Scan the listing for the word "failed", and copy out each line where it is found.
══════════════════════════════
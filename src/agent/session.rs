//! Capability Session - the client agent bound to discovered operations
//!
//! A session pairs the operations found on the supervisor with a model
//! backend. `run` drives the tool-calling loop for one request and captures
//! every diagnostic line into that run's own trace.

use std::sync::Arc;
use std::time::Instant;

use serde_json::Value;
use tracing::{info, info_span, warn, Instrument};
use uuid::Uuid;

use super::cache::InitError;
use super::trace::{ExecutionTrace, TraceSink};
use crate::a2a::{CapabilityRegistry, Discovery, NamedOperation};
use crate::metrics::{AGENT_ITERATIONS_TOTAL, AGENT_TOOL_CALLS, AGENT_TURNS, LLM_CALL_TIME};
use crate::ollama::{
    parse_tool_calls_from_text, ChatError, ChatMessage, ModelBackend, Tool, ToolCall,
    DEFAULT_AGENT_SYSTEM_PROMPT,
};

/// Metric label for operations the model invented; the raw name only goes to logs
const UNKNOWN_OPERATION_LABEL: &str = "<unknown>";

/// Configuration for the client agent
#[derive(Debug, Clone)]
pub struct AgentConfig {
    /// Model to use on the backend (e.g., "qwen3")
    pub model: String,
    /// Maximum number of iterations (LLM calls) per run
    pub max_iterations: usize,
    /// Custom system prompt (uses default if None)
    pub system_prompt: Option<String>,
}

impl Default for AgentConfig {
    fn default() -> Self {
        Self {
            model: "qwen3".to_string(),
            max_iterations: 10,
            system_prompt: None,
        }
    }
}

/// Error type for a single run
#[derive(Debug)]
pub enum ExecutionError {
    /// The model backend failed
    Backend(ChatError),
    /// The model kept calling tools past the iteration limit
    MaxIterationsReached(usize),
    /// The model finished without any text
    EmptyResponse,
}

impl std::fmt::Display for ExecutionError {
    fn fmt(&self, f: &mut std::fmt::Formatter<'_>) -> std::fmt::Result {
        match self {
            ExecutionError::Backend(e) => write!(f, "Model backend error: {}", e),
            ExecutionError::MaxIterationsReached(n) => {
                write!(f, "Stopped after {} model calls without a final answer", n)
            }
            ExecutionError::EmptyResponse => write!(f, "The model returned an empty response"),
        }
    }
}

impl std::error::Error for ExecutionError {}

impl From<ChatError> for ExecutionError {
    fn from(e: ChatError) -> Self {
        ExecutionError::Backend(e)
    }
}

/// Result of one run
#[derive(Debug)]
pub struct RunReport {
    /// Final response, or the error that ended the run
    pub outcome: Result<String, ExecutionError>,
    /// Diagnostics captured during this run only
    pub trace: ExecutionTrace,
    /// Number of LLM calls made
    pub iterations: usize,
    /// Number of tool calls executed
    pub tool_calls_made: usize,
    /// Unique trace ID for this run
    pub trace_id: String,
}

#[derive(Default)]
struct RunStats {
    iterations: usize,
    tool_calls_made: usize,
}

/// Client agent bound to the operations of one supervisor
pub struct CapabilitySession {
    endpoint: String,
    agent_name: String,
    operations: Vec<NamedOperation>,
    tools: Vec<Tool>,
    registry: Arc<dyn CapabilityRegistry>,
    backend: Arc<dyn ModelBackend>,
    config: AgentConfig,
}

impl std::fmt::Debug for CapabilitySession {
    fn fmt(&self, f: &mut std::fmt::Formatter<'_>) -> std::fmt::Result {
        f.debug_struct("CapabilitySession")
            .field("endpoint", &self.endpoint)
            .field("agent_name", &self.agent_name)
            .field("operations", &self.operation_names())
            .field("model", &self.config.model)
            .finish()
    }
}

impl CapabilitySession {
    /// Bind a discovery result to a backend
    ///
    /// Fails with `NoCapabilitiesFound` when nothing was discovered; a
    /// session always has at least one operation.
    pub fn bind(
        discovery: Discovery,
        registry: Arc<dyn CapabilityRegistry>,
        backend: Arc<dyn ModelBackend>,
        config: AgentConfig,
    ) -> Result<Self, InitError> {
        let endpoint = registry.endpoint().to_string();
        if discovery.operations.is_empty() {
            return Err(InitError::NoCapabilitiesFound { endpoint });
        }

        let tools = discovery.operations.iter().map(Tool::from).collect();
        Ok(Self {
            endpoint,
            agent_name: discovery.agent_name,
            operations: discovery.operations,
            tools,
            registry,
            backend,
            config,
        })
    }

    pub fn endpoint(&self) -> &str {
        &self.endpoint
    }

    pub fn agent_name(&self) -> &str {
        &self.agent_name
    }

    pub fn operations(&self) -> &[NamedOperation] {
        &self.operations
    }

    pub fn operation_names(&self) -> Vec<&str> {
        self.operations.iter().map(|op| op.name.as_str()).collect()
    }

    pub fn model(&self) -> &str {
        &self.config.model
    }

    fn operation(&self, name: &str) -> Option<&NamedOperation> {
        self.operations.iter().find(|op| op.name == name)
    }

    /// Run one request to completion
    ///
    /// Never fails as a whole: errors are reported in `RunReport::outcome`
    /// alongside whatever trace was captured before the failure.
    pub async fn run(&self, request: &str) -> RunReport {
        let trace_id = Uuid::now_v7().to_string();
        let root_span = info_span!(
            "agent_task",
            trace_id = %trace_id,
            model = %self.config.model,
            otel.name = "agent_task"
        );

        let mut sink = TraceSink::new();
        let mut stats = RunStats::default();
        let outcome = self
            .agent_loop(request, &trace_id, &mut sink, &mut stats)
            .instrument(root_span)
            .await;

        let label = match &outcome {
            Ok(_) => "success",
            Err(ExecutionError::MaxIterationsReached(_)) => "max_iterations",
            Err(_) => "error",
        };
        AGENT_TURNS.with_label_values(&[label]).inc();
        AGENT_ITERATIONS_TOTAL.observe(stats.iterations as f64);

        if let Err(e) = &outcome {
            warn!(trace_id = %trace_id, error = %e, "Agent task failed");
            sink.line(format!("[AGENT] ❌ {}", e));
        }

        RunReport {
            outcome,
            trace: sink.finish(),
            iterations: stats.iterations,
            tool_calls_made: stats.tool_calls_made,
            trace_id,
        }
    }

    async fn agent_loop(
        &self,
        request: &str,
        trace_id: &str,
        sink: &mut TraceSink,
        stats: &mut RunStats,
    ) -> Result<String, ExecutionError> {
        info!(trace_id = %trace_id, "Starting agent task");
        sink.line(format!("[AGENT] Trace ID: {}", trace_id));
        sink.line(format!(
            "[AGENT] Tools: {}",
            self.operation_names().join(", ")
        ));

        let system_prompt = self
            .config
            .system_prompt
            .clone()
            .unwrap_or_else(|| DEFAULT_AGENT_SYSTEM_PROMPT.to_string());
        let mut messages = vec![ChatMessage::system(system_prompt), ChatMessage::user(request)];

        loop {
            if stats.iterations >= self.config.max_iterations {
                warn!(trace_id = %trace_id, iterations = stats.iterations, "Max iterations reached");
                return Err(ExecutionError::MaxIterationsReached(stats.iterations));
            }
            stats.iterations += 1;

            let llm_span = info_span!(
                "llm_call",
                trace_id = %trace_id,
                iteration = stats.iterations,
                model = %self.config.model,
                otel.name = "llm_call"
            );

            sink.line(format!(
                "[AGENT] Calling {} (iteration {})...",
                self.config.model, stats.iterations
            ));
            let call_start = Instant::now();

            let response = self
                .backend
                .chat(messages.clone(), &self.config.model, Some(self.tools.clone()))
                .instrument(llm_span)
                .await?;

            let call_duration = call_start.elapsed();
            LLM_CALL_TIME
                .with_label_values(&[&self.config.model])
                .observe(call_duration.as_secs_f64());
            let call_duration_ms = call_duration.as_secs_f64() * 1000.0;
            info!(trace_id = %trace_id, iteration = stats.iterations, duration_ms = call_duration_ms, "LLM call completed");
            sink.line(format!(
                "[AGENT] LLM call {} completed in {:.2}ms",
                stats.iterations, call_duration_ms
            ));

            messages.push(response.message.clone());

            // Native tool calls first; otherwise JSON in the text that names a known operation
            let tool_calls: Vec<ToolCall> = match response.message.tool_calls.clone() {
                Some(calls) if !calls.is_empty() => calls,
                _ => parse_tool_calls_from_text(&response.message.content)
                    .into_iter()
                    .filter(|call| self.operation(&call.function.name).is_some())
                    .collect(),
            };

            if tool_calls.is_empty() {
                let content = response.message.content.trim().to_string();
                if content.is_empty() {
                    return Err(ExecutionError::EmptyResponse);
                }
                info!(trace_id = %trace_id, iterations = stats.iterations, tool_calls = stats.tool_calls_made, "Agent task completed");
                sink.line("[AGENT] ✅ Final answer ready");
                return Ok(content);
            }

            for tool_call in tool_calls {
                stats.tool_calls_made += 1;
                let tool_response = self.invoke_tool(&tool_call, trace_id, sink).await;
                messages.push(ChatMessage::tool(tool_response));
            }
        }
    }

    /// Invoke one requested operation; failures become text for the model
    async fn invoke_tool(&self, call: &ToolCall, trace_id: &str, sink: &mut TraceSink) -> String {
        let name = call.function.name.as_str();
        let Some(op) = self.operation(name) else {
            warn!(trace_id = %trace_id, operation = name, "Model requested an unknown operation");
            AGENT_TOOL_CALLS
                .with_label_values(&[UNKNOWN_OPERATION_LABEL, "unknown"])
                .inc();
            sink.line(format!("[TOOL] ⚠️ Unknown operation `{}`", name));
            return format!(
                "Error: unknown operation `{}`. Available operations: {}",
                name,
                self.operation_names().join(", ")
            );
        };

        let arguments = &call.function.arguments;
        let tool_span = info_span!(
            "tool_call",
            trace_id = %trace_id,
            operation = %op.name,
            otel.name = "tool_call"
        );

        info!(trace_id = %trace_id, operation = %op.name, "Invoking operation");
        sink.line(format!("[TOOL] Invoking {} with {}", op.name, describe(arguments)));
        let start = Instant::now();

        match self.registry.invoke(op, arguments).instrument(tool_span).await {
            Ok(text) => {
                let duration_ms = start.elapsed().as_secs_f64() * 1000.0;
                AGENT_TOOL_CALLS.with_label_values(&[&op.name, "success"]).inc();
                info!(trace_id = %trace_id, operation = %op.name, duration_ms, "Operation succeeded");
                sink.line(format!("[TOOL] ✅ {} returned in {:.2}ms", op.name, duration_ms));
                sink.block("│ ", &text);
                text
            }
            Err(e) => {
                AGENT_TOOL_CALLS.with_label_values(&[&op.name, "error"]).inc();
                warn!(trace_id = %trace_id, operation = %op.name, error = %e, "Operation failed");
                sink.line(format!("[TOOL] ❌ {} failed: {}", op.name, e));
                format!("Error: {}", e)
            }
        }
    }
}

fn describe(arguments: &Value) -> String {
    match arguments.get("message").and_then(Value::as_str) {
        Some(message) => format!("\"{}\"", message),
        None => arguments.to_string(),
    }
}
══════════════════════════════
** Output of the exercise **
    /// The model backend failed
            warn!(trace_id = %trace_id, error = %e, "Agent task failed");
                warn!(trace_id = %trace_id, operation = %op.name, error = %e, "Operation failed");
                sink.line(format!("[TOOL] ❌ {} failed: {}", op.name, e));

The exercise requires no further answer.